Pewnie z tych powodów sklep braci Barasch określany był przez ówczesną prasę mianem „świątyni komercji” i „pałacu towarów”.
Na parterze znajdowały się stoiska z ubraniami i galanterią oraz ogród zimowy. Na piętrach pierwszym i drugim oprócz ubrań sprzedawano złoto, dywany i zegary. Na trzecim znajdowały się produkty spożywcze i wyposażenie wnętrz. Tutaj i piętro wyżej działała restauracja na czterysta osób. Na czwartym piętrze oprócz restauracji mieścił się sklep z zabawkami i biura. Wyżej magazynowano towary.
- Dom towarowy pełnił wiele funkcji, bo w tym czasie nie chodziło wyłącznie o handel – podkreśla Kraśniewski.
Dziś jak przed wojną
Do lat 20. XX wieku, czyli do rozpoczęcia światowego kryzysu ekonomicznego, interes Baraschów funkcjonował bardzo dobrze. - Jednak czasy wielkiego kryzysu i otwarcie konkurencyjnych domów handlowych wymusiły zmiany – opowiada prezes "Feniksa".
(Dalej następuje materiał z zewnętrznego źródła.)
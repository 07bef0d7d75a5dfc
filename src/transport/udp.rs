// Copyright 2024 FastLabs Developers
//
// Licensed under the Apache License, Version 2.0 (the "License");
// you may not use this file except in compliance with the License.
// You may obtain a copy of the License at
//
//     http://www.apache.org/licenses/LICENSE-2.0
//
// Unless required by applicable law or agreed to in writing, software
// distributed under the License is distributed on an "AS IS" BASIS,
// WITHOUT WARRANTIES OR CONDITIONS OF ANY KIND, either express or implied.
// See the License for the specific language governing permissions and
// limitations under the License.

use std::net::SocketAddr;
use std::net::UdpSocket;
use std::sync::Mutex;

use crate::Error;
use crate::ErrorKind;
use crate::event::MonitoringEvent;
use crate::transport::Acknowledgement;
use crate::transport::Transport;
use crate::transport::encode;
use crate::transport::endpoint;
use crate::transport::lock;
use crate::transport::not_connected;
use crate::transport::resolve;

/// A transport that sends every event as one datagram.
///
/// The collector never answers over UDP, so an event counts as accepted once the datagram is
/// written to the socket.
#[derive(Debug)]
pub struct UdpTransport {
    host: String,
    port: u16,
    socket: Mutex<Option<UdpSocket>>,
}

impl UdpTransport {
    /// Create a transport to `host:port`. Nothing is bound until [`Transport::connect`].
    pub fn new(host: impl Into<String>, port: u16) -> Self {
        UdpTransport {
            host: host.into(),
            port,
            socket: Mutex::new(None),
        }
    }

    fn open(&self) -> Result<UdpSocket, Error> {
        let mut last_err = None;
        for addr in resolve(&self.host, self.port)? {
            let local: SocketAddr = if addr.is_ipv4() {
                ([0u8; 4], 0).into()
            } else {
                ([0u16; 8], 0).into()
            };
            let socket = match UdpSocket::bind(local) {
                Ok(socket) => socket,
                Err(err) => {
                    last_err = Some(err);
                    continue;
                }
            };
            match socket.connect(addr) {
                Ok(()) => return Ok(socket),
                Err(err) => last_err = Some(err),
            }
        }

        let mut err = Error::new(ErrorKind::Transport, "failed to connect to collector")
            .with_context("transport", "udp")
            .with_context("endpoint", endpoint(&self.host, self.port));
        if let Some(source) = last_err {
            err = err.with_source(source);
        }
        Err(err)
    }
}

impl Transport for UdpTransport {
    fn connect(&self) -> Result<(), Error> {
        let socket = self.open()?;
        *lock(&self.socket) = Some(socket);
        Ok(())
    }

    fn send(&self, event: &MonitoringEvent) -> Result<Acknowledgement, Error> {
        let guard = lock(&self.socket);
        let Some(socket) = guard.as_ref() else {
            return Err(not_connected(&self.host, self.port));
        };

        let payload = encode(event);
        let written = socket.send(&payload).map_err(|err| {
            Error::from_io_error(err).with_context("endpoint", endpoint(&self.host, self.port))
        })?;
        if written != payload.len() {
            return Err(Error::new(ErrorKind::Transport, "datagram truncated")
                .with_context("len", payload.len())
                .with_context("written", written));
        }
        Ok(Acknowledgement::Accepted)
    }

    fn close(&self) {
        lock(&self.socket).take();
    }
}

#[cfg(test)]
mod tests {
    use std::time::Duration;

    use prost::Message;

    use super::*;
    use crate::proto;

    #[test]
    fn test_send_datagram() {
        let server = UdpSocket::bind("127.0.0.1:0").unwrap();
        server
            .set_read_timeout(Some(Duration::from_secs(5)))
            .unwrap();
        let port = server.local_addr().unwrap().port();

        let transport = UdpTransport::new("127.0.0.1", port);
        transport.connect().unwrap();
        let ack = transport.send(&MonitoringEvent::default()).unwrap();
        assert_eq!(ack, Acknowledgement::Accepted);

        let mut buf = [0u8; 65536];
        let n = server.recv(&mut buf).unwrap();
        let msg = proto::Msg::decode(&buf[..n]).unwrap();
        assert_eq!(msg.events.len(), 1);

        transport.reconnect().unwrap();
        assert_eq!(
            transport.send(&MonitoringEvent::default()).unwrap(),
            Acknowledgement::Accepted
        );
    }

    #[test]
    fn test_send_after_close() {
        let transport = UdpTransport::new("127.0.0.1", 5555);
        transport.connect().unwrap();
        transport.close();
        let err = transport.send(&MonitoringEvent::default()).unwrap_err();
        assert_eq!(err.message(), "transport is not connected");
    }
}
W 1929 roku właściciele zdecydowali się na przebudowę budynku. Wszystko to, by sprostać zmieniającej się modzie. Tym razem postawiono na modernizm. Okazało się też, że zastosowane wcześniej rozwiązania nie sprawdzają się: przeszklone witryny przy dużym nasłonecznieniu sprawiały, że w sklepie nie można było wytrzymać. Zlikwidowano wejścia od strony Kurzego Targu, przebudowano klatki schodowe, zamontowano dodatkowe windy i zmieniono układ pomieszczeń.
Przebudowa z lat 30. nadała budynkowi dzisiejszego kształtu. Podczas remontu zamontowano też ruchome schody, które woziły klientów z parteru na piętro. Jeszcze długo po wojnie były to jedyne takie schody we Wrocławiu.
- Działały tu do lat 70. Z racji swojego wieku skrzypiały i zgrzytały, ale były olbrzymią atrakcją. Szczególnie dla dzieci – wspomina Kraśniewski, który sam jako dziecko nimi jeździł.
Gdzie podziała się kula?
Właśnie w trakcie prac remontowych z dachu zniknęła olbrzymia kula. Gazety donosiły, że globus został uszkodzony przez uderzenie pioruna. W rzeczywistości przyczyna mogła być bardziej prozaiczna.
- Prawdopodobnie kulę zdemontowano ze względów praktycznych. Jej utrzymanie i konserwacja były drogie i niebezpieczne. Niezaprzeczalnie ozdoba była efektowna, ale musiała sprawiać problemy skoro zdecydowano się na jej usunięcie – uważa Kraśniewski.
Bracia pozbawieni majątku
Budynek utracił swój secesyjny charakter, ale handel nadal rozwijał się prężnie. Baraschom nie przeszkadzało nawet to, że ich dzieło straciło miano największego we Wrocławiu. Wszystko przez dom towarowy Wertheim czyli dzisiejszą Renomę. Po dojściu hitlerowców do władzy rozpoczęły się represje wobec Żydów, także bogatych kupców żydowskiego pochodzenia, jakimi byli bracia Baraschowie. Właściciele sklepu zostali wywłaszczeni i opuścili Niemcy.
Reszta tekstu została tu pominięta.